#### HOW TO COMPLETE THIS TASK:
The full set of entries below needs to be written out exactly.

*** SUPPLIED ENTRIES ***

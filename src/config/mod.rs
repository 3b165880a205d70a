// src/config/mod.rs

//! Workflow definition loading and validation for gflow.
//!
//! Responsibilities:
//! - Define the TOML-backed data model (`model.rs`).
//! - Load a definition file from disk (`loader.rs`).
//! - Validate dependency references and DAG correctness (`validate.rs`).

pub mod loader;
pub mod model;
pub mod validate;

pub use loader::{default_workflow_path, load_and_validate, load_from_path, parse_str};
pub use model::{DependencyConfig, JobConfig, RawWorkflowFile, WorkflowFile, WorkflowSection};
pub use validate::validate_workflow;
// src/engine/summary.rs

use std::path::{Path, PathBuf};

use anyhow::Context;
use serde::{Deserialize, Serialize};

use crate::dag::Job;
use crate::engine::exit_status::ExitStatus;
use crate::engine::failures::FailureEntry;
use crate::errors::Result;

/// Serializable snapshot of a finished workflow, written to `wf.json`.
#[derive(Debug, Clone, PartialEq, Eq, Serialize, Deserialize)]
pub struct RunSummary {
    pub workflow_dir: PathBuf,
    pub run_id: String,
    pub status: ExitStatus,
    pub exit_code: i32,
    pub jobs: Vec<Job>,
    pub failures: Vec<FailureEntry>,
}

impl RunSummary {
    /// Write as pretty-printed JSON, replacing any previous summary.
    pub fn write(&self, path: impl AsRef<Path>) -> Result<()> {
        let path = path.as_ref();
        let mut json = serde_json::to_vec_pretty(self)?;
        json.push(b'\n');
        std::fs::write(path, json)
            .with_context(|| format!("writing run summary {:?}", path))?;
        Ok(())
    }

    pub fn read(path: impl AsRef<Path>) -> Result<Self> {
        let path = path.as_ref();
        let contents = std::fs::read_to_string(path)
            .with_context(|| format!("reading run summary {:?}", path))?;
        Ok(serde_json::from_str(&contents)?)
    }
}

*** End of SUPPLIED ENTRIES ***

#### PROBLEM SOLUTION:
filename src/config/mod.rs
repository 3b165880a205d70a
// src/config/mod.rs

//! Workflow definition loading and validation for gflow.
//!
//! Responsibilities:
//! - Define the TOML-backed data model (`model.rs`).
//! - Load a definition file from disk (`loader.rs`).
//! - Validate dependency references and DAG correctness (`validate.rs`).

pub mod loader;
pub mod model;
pub mod validate;

pub use loader::{default_workflow_path, load_and_validate, load_from_path, parse_str};
pub use model::{DependencyConfig, JobConfig, RawWorkflowFile, WorkflowFile, WorkflowSection};
pub use validate::validate_workflow;
// src/engine/summary.rs

use std::path::{Path, PathBuf};

use anyhow::Context;
use serde::{Deserialize, Serialize};

use crate::dag::Job;
use crate::engine::exit_status::ExitStatus;
use crate::engine::failures::FailureEntry;
use crate::errors::Result;

/// Serializable snapshot of a finished workflow, written to `wf.json`.
#[derive(Debug, Clone, PartialEq, Eq, Serialize, Deserialize)]
pub struct RunSummary {
    pub workflow_dir: PathBuf,
    pub run_id: String,
    pub status: ExitStatus,
    pub exit_code: i32,
    pub jobs: Vec<Job>,
    pub failures: Vec<FailureEntry>,
}

impl RunSummary {
    /// Write as pretty-printed JSON, replacing any previous summary.
    pub fn write(&self, path: impl AsRef<Path>) -> Result<()> {
        let path = path.as_ref();
        let mut json = serde_json::to_vec_pretty(self)?;
        json.push(b'\n');
        std::fs::write(path, json)
            .with_context(|| format!("writing run summary {:?}", path))?;
        Ok(())
    }

    pub fn read(path: impl AsRef<Path>) -> Result<Self> {
        let path = path.as_ref();
        let contents = std::fs::read_to_string(path)
            .with_context(|| format!("reading run summary {:?}", path))?;
        Ok(serde_json::from_str(&contents)?)
    }
}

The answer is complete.